L’humanité est arrivée à un moment critique de son histoire puisque l’industrialisation et la mondialisation ont imposé, par le biais de lobbys économiques, un modèle mondial dominant de consommation, tant des ressources naturelles (charbon, pétrole, eau, minerais) que des ressources biologiques animales et végétales, qui n’est ni soutenable, ni souhaitable. La croyance en les bienfaits pour tous d’une croissance économique infinie soutenue notamment par l’accès au crédit, la publicité et l’obsolescence programmée entraîne une surproduction et une surconsommation. Cette surconsommation est non seulement une catastrophe environnementale (pillage des ressources naturelles nécessaires à la production, augmentation des déchets, pollution des eaux, des sols et de l’air... ) mais c’est également un leurre agité devant 80 % des individus de la planète pour permettre aux 20 % restant d’être les plus riches. Cette surconsommation est une source d’inégalités sociales, de précarisation, de stress et, au final, de mal-être puisque l’abondance de biens matériels et de services nous est présentée comme la condition nécessaire et presque suffisante au bonheur.
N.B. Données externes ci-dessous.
fn alignment_reason(graph: &EvidenceGraph) -> KeyReason {
    let stats = &graph.stats;
    let (supporting, refuting) = (stats.supporting_count, stats.refuting_count);

    if stats.total_sources == 0 {
        return KeyReason::new(
            "No evidence addressing this claim could be found.",
            Sentiment::Negative,
        );
    }

    if supporting == 0 && refuting == 0 {
        return KeyReason::new(
            format!(
                "None of the {} takes a clear position on the claim.",
                plural(stats.total_sources, "source", "sources")
            ),
            Sentiment::Neutral,
        );
    }

    if supporting == refuting {
        return KeyReason::new(
            format!(
                "The evidence is split: {} support the claim and {} dispute it.",
                supporting, refuting
            ),
            Sentiment::Neutral,
        );
    }

    if supporting > refuting {
        let text = if refuting == 0 {
            format!(
                "{} support the claim and none dispute it.",
                plural(supporting, "source", "sources")
            )
        } else {
            format!(
                "{} of {} sources with a clear position support the claim.",
                supporting,
                supporting + refuting
            )
        };
        return KeyReason::new(text, Sentiment::Positive);
    }

    KeyReason::new(
        format!(
            "{} of {} sources with a clear position dispute the claim.",
            refuting,
            supporting + refuting
        ),
        Sentiment::Negative,
    )
}

fn quality_reason(graph: &EvidenceGraph) -> KeyReason {
    let experts = graph.nodes.iter().filter(|n| n.is_expert()).count();
    let hosts = graph.stats.unique_hostnames;

    match (experts > 0, hosts >= 3) {
        (true, true) => KeyReason::new(
            format!(
                "The evidence includes {} across {}.",
                plural(experts, "peer-reviewed or institutional source", "peer-reviewed or institutional sources"),
                plural(hosts, "independent outlet", "independent outlets")
            ),
            Sentiment::Positive,
        ),
        (true, false) => KeyReason::new(
            format!(
                "The evidence includes {}, but from only {}.",
                plural(experts, "expert source", "expert sources"),
                plural(hosts, "outlet", "outlets")
            ),
            Sentiment::Neutral,
        ),
        (false, true) => KeyReason::new(
            format!(
                "Sources span {} outlets, though none is peer-reviewed or institutional.",
                hosts
            ),
            Sentiment::Neutral,
        ),
        (false, false) => KeyReason::new(
            "Few independent or expert sources cover this claim.",
            Sentiment::Negative,
        ),
    }
}

fn composition(graph: &EvidenceGraph) -> String {
    let parts: Vec<String> = graph
        .stats
        .source_type_distribution
        .iter()
        .map(|(source_type, count)| format!("{} {}", count, type_noun(*source_type, *count)))
        .collect();
    match parts.split_last() {
        Some((last, rest)) if !rest.is_empty() => format!("{} and {}", rest.join(", "), last),
        Some((last, _)) => last.clone(),
        None => "no classified sources".to_string(),
    }
}

fn type_noun(source_type: SourceType, count: usize) -> &'static str {
    let one = count == 1;
    match source_type {
        SourceType::Empirical => if one { "empirical study" } else { "empirical studies" },
        SourceType::ModelBased => if one { "model projection" } else { "model projections" },
        SourceType::MetaAnalysis => if one { "meta-analysis" } else { "meta-analyses" },
        SourceType::InstitutionalConsensus => {
            if one { "institutional report" } else { "institutional reports" }
        }
        SourceType::NewsReport => if one { "news report" } else { "news reports" },
        SourceType::Opinion => if one { "opinion piece" } else { "opinion pieces" },
        SourceType::Unknown => if one { "unclassified source" } else { "unclassified sources" },
    }
}

fn plural(count: usize, one: &str, many: &str) -> String {
    if count == 1 {
        format!("1 {}", one)
    } else {
        format!("{} {}", count, many)
    }
}

#[cfg(test)]
mod tests {
    use super::*;
    use crate::core::parser::annotate;
    use crate::core::scoring::ScoringEngine;
    use crate::core::typer::HeuristicClaimClassifier;
    use crate::domain::evidence::test_support::node;
    use crate::domain::{EvidenceNode, Severity, Stance};

    fn sentences(text: &str) -> usize {
        text.matches(". ").count() + 1
    }

    fn supporting(count: usize) -> Vec<EvidenceNode> {
        (0..count)
            .map(|i| {
                let host = format!("site{i}.org");
                node(&format!("https://{host}/a"), &host, Stance::Supports)
            })
            .collect()
    }

    #[test]
    fn test_zero_evidence_is_called_insufficient() {
        let graph = EvidenceGraph::default();
        let scoring = ScoringEngine::new().compute_score(&[], &graph, &[]);
        let output = ExplanationGenerator::default().explain(&scoring, &graph, &[]);

        assert_eq!(output.final_score, 100);
        assert!(output.evidence_summary.contains("insufficient"));
        assert!(output.explanation_text.starts_with("This claim holds up well"));
        assert!((3..=5).contains(&output.key_reasons.len()));
        assert_eq!(output.improvement_suggestions.len(), 1);
    }

    #[test]
    fn test_overwhelming_refutation_gate() {
        let generator = ExplanationGenerator::default();
        let graph = EvidenceGraph::default();
        let heavy = Penalty::new(
            PenaltyName::EvidenceContradiction,
            Severity::High,
            "Most evidence contradicts the claim: 9 of 11 sources with a clear stance refute it (82%).",
            vec![],
        );
        let text = generator.verdict(ScoreBand::MostlyFalse, &[&heavy], &graph);
        assert!(text.contains("overwhelmingly"));

        let light = Penalty::new(
            PenaltyName::EvidenceContradiction,
            Severity::High,
            "Most evidence contradicts the claim: 3 of 4 sources with a clear stance refute it (75%).",
            vec![],
        );
        let text = generator.verdict(ScoreBand::MostlyFalse, &[&light], &graph);
        assert!(!text.contains("overwhelmingly"));
        assert!(text.contains("contradicts"));
    }

    #[test]
    fn test_strong_confirmation_needs_support() {
        let generator = ExplanationGenerator::default();
        let graph = EvidenceGraph::new(vec![
            node("https://a.org/1", "a.org", Stance::Supports),
            node("https://b.org/1", "b.org", Stance::Supports),
            node("https://c.org/1", "c.org", Stance::Supports),
        ]);
        let text = generator.verdict(ScoreBand::StronglySupported, &[], &graph);
        assert!(text.starts_with("Multiple independent sources confirm"));

        let split = EvidenceGraph::new(vec![
            node("https://a.org/1", "a.org", Stance::Supports),
            node("https://b.org/1", "b.org", Stance::Supports),
            node("https://c.org/1", "c.org", Stance::Refutes),
        ]);
        let text = generator.verdict(ScoreBand::StronglySupported, &[], &split);
        assert!(!text.starts_with("Multiple independent sources confirm"));
    }

    #[test]
    fn test_second_sentence_skips_covered_penalty() {
        let generator = ExplanationGenerator::default();
        let graph = EvidenceGraph::new(vec![
            node("https://a.org/1", "a.org", Stance::Supports),
            node("https://b.org/1", "b.org", Stance::Supports),
            node("https://c.org/1", "c.org", Stance::Supports),
        ]);
        let dominant = Penalty::new(
            PenaltyName::CausalOverreach,
            Severity::High,
            "The claim asserts causation but its support only shows correlation.",
            vec![],
        );
        let next = Penalty::new(PenaltyName::AmbiguousQuantifiers, Severity::Low, "vague", vec![]);
        let text = generator.verdict(ScoreBand::Plausible, &[&dominant, &next], &graph);

        assert!(text.contains("only shows correlation"));
        assert!(text.contains("Vague quantities"));
        assert!(!text.contains("not the cause-and-effect"));
        assert_eq!(sentences(&text), 2);
    }

    #[test]
    fn test_improvements_deduplicated_with_fallback() {
        let generator = ExplanationGenerator::default();
        assert_eq!(
            generator.improvements(&[]),
            vec![generator.policy().generic_improvement.clone()]
        );

        let a = Penalty::new(PenaltyName::OutdatedEvidence, Severity::High, "x", vec![]);
        let b = Penalty::new(PenaltyName::OutdatedEvidence, Severity::Low, "y", vec![]);
        assert_eq!(generator.improvements(&[&a, &b]).len(), 1);
    }

    #[test]
    fn test_split_evidence_is_neutral() {
        let graph = EvidenceGraph::new(vec![
            node("https://a.org/1", "a.org", Stance::Supports),
            node("https://b.org/1", "b.org", Stance::Refutes),
        ]);
        assert_eq!(alignment_reason(&graph).sentiment, Sentiment::Neutral);
    }

    #[test]
    fn test_clean_verdict_states_evidence_basis() {
        let mut nodes = supporting(4);
        nodes[0].is_peer_reviewed = true;
        let graph = EvidenceGraph::new(nodes);

        let text = ExplanationGenerator::default().verdict(ScoreBand::StronglySupported, &[], &graph);
        assert!(text.starts_with("Multiple independent sources confirm"));
        assert!(text.contains(
            "This rests on 4 sources from 4 independent outlets, 4 of which support the claim."
        ));
        assert_eq!(sentences(&text), 2);
    }

    #[test]
    fn test_soft_support_does_not_deny_penalties() {
        let graph = EvidenceGraph::new(supporting(1));
        let certainty = Penalty::new(PenaltyName::RhetoricalCertainty, Severity::Low, "x", vec![]);

        let text = ExplanationGenerator::default().verdict(
            ScoreBand::StronglySupported,
            &[&certainty],
            &graph,
        );
        assert!(text.starts_with("This claim holds up well overall."));
        assert!(text.contains("more certainty than the evidence allows"));
        assert!(!text.to_lowercase().contains("no significant"));
    }

    #[test]
    fn test_suppressed_penalties_leave_neutral_reason() {
        let generator = ExplanationGenerator::default();
        let claims = vec![HeuristicClaimClassifier::new()
            .classify_claim(&annotate("claim-1".to_string(), "The bridge collapsed in 2019."))];
        let lec = Penalty::new(
            PenaltyName::LowExpertConsensus,
            Severity::Medium,
            "Only 0 of 3 sources are peer-reviewed or institutional.",
            vec!["claim-1".to_string()],
        );

        let mut reported = supporting(3);
        for n in reported.iter_mut() {
            n.source_type = SourceType::NewsReport;
        }
        let graph = EvidenceGraph::new(reported);
        let category = ClaimCategory::classify(&claims, &graph);
        assert_eq!(category, ClaimCategory::NewsEvent);

        let reasons = generator.key_reasons(&[&lec], &graph, &claims, category);
        assert!(!reasons.iter().any(|r| r.text.starts_with("Low expert consensus")));
        assert!(!reasons.iter().any(|r| r.text.contains("No significant reasoning problems")));
        let filtered = reasons
            .iter()
            .find(|r| r.text.contains("matter less"))
            .unwrap();
        assert_eq!(filtered.sentiment, Sentiment::Neutral);
        assert!(filtered.text.contains("Low expert consensus"));

        // the same penalty is a negative reason for a studied claim
        let graph = EvidenceGraph::new(supporting(3));
        let category = ClaimCategory::classify(&claims, &graph);
        let reasons = generator.key_reasons(&[&lec], &graph, &claims, category);
        let reason = reasons
            .iter()
            .find(|r| r.text.starts_with("Low expert consensus"))
            .unwrap();
        assert_eq!(reason.sentiment, Sentiment::Negative);
    }

    #[test]
    fn test_uncertainty_qualifiers() {
        let generator = ExplanationGenerator::default();

        let balanced = generator.uncertainty(ScoreBand::Supported, &EvidenceGraph::new(supporting(3)));
        assert_eq!(balanced, "Confidence in this assessment is fairly high.");

        let thin = generator.uncertainty(ScoreBand::Supported, &EvidenceGraph::new(supporting(2)));
        assert!(thin.contains("It is based on only 2 sources."));

        let dominated = EvidenceGraph::new(vec![
            node("https://blog.com/1", "blog.com", Stance::Supports),
            node("https://blog.com/22", "blog.com", Stance::Supports),
            node("https://blog.com/333", "blog.com", Stance::Supports),
            node("https://other.com/1", "other.com", Stance::Supports),
        ]);
        let text = generator.uncertainty(ScoreBand::Supported, &dominated);
        assert!(text.contains("More than half of the sources come from blog.com."));

        let mut modelled = supporting(3);
        modelled[0].source_type = SourceType::ModelBased;
        modelled[1].source_type = SourceType::ModelBased;
        let text = generator.uncertainty(ScoreBand::Plausible, &EvidenceGraph::new(modelled));
        assert!(text.contains("models or projections rather than observation"));
    }

    #[test]
    fn test_weak_verdict_names_narrow_support() {
        let generator = ExplanationGenerator::default();
        let graph = EvidenceGraph::new(supporting(3));

        let lec = Penalty::new(PenaltyName::LowExpertConsensus, Severity::Medium, "x", vec![]);
        let text = generator.verdict(ScoreBand::WeaklySupported, &[&lec], &graph);
        assert!(text.starts_with("This claim has not been independently verified;"));
        assert!(!text.contains("Expert sources do not clearly back"));

        let causal = Penalty::new(PenaltyName::CausalOverreach, Severity::High, "x", vec![]);
        let text = generator.verdict(ScoreBand::WeaklySupported, &[&causal], &graph);
        assert!(text.starts_with("This claim could not be independently verified"));
        assert!(text.contains("an association, not the cause-and-effect"));
    }
}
Or, il existe une tension croissante entre l’approche privilégiant le développement prioritaire de l’économie globalisée par la production de masse et une approche focalisée sur la qualité de vie, un environnement sain et accueillant qui considère l’économie comme un des outils pour y parvenir.

Participons à la construction d’une économie soutenable et équitable par le développement d’une société collaborative et par une relocalisation importante de l’économie.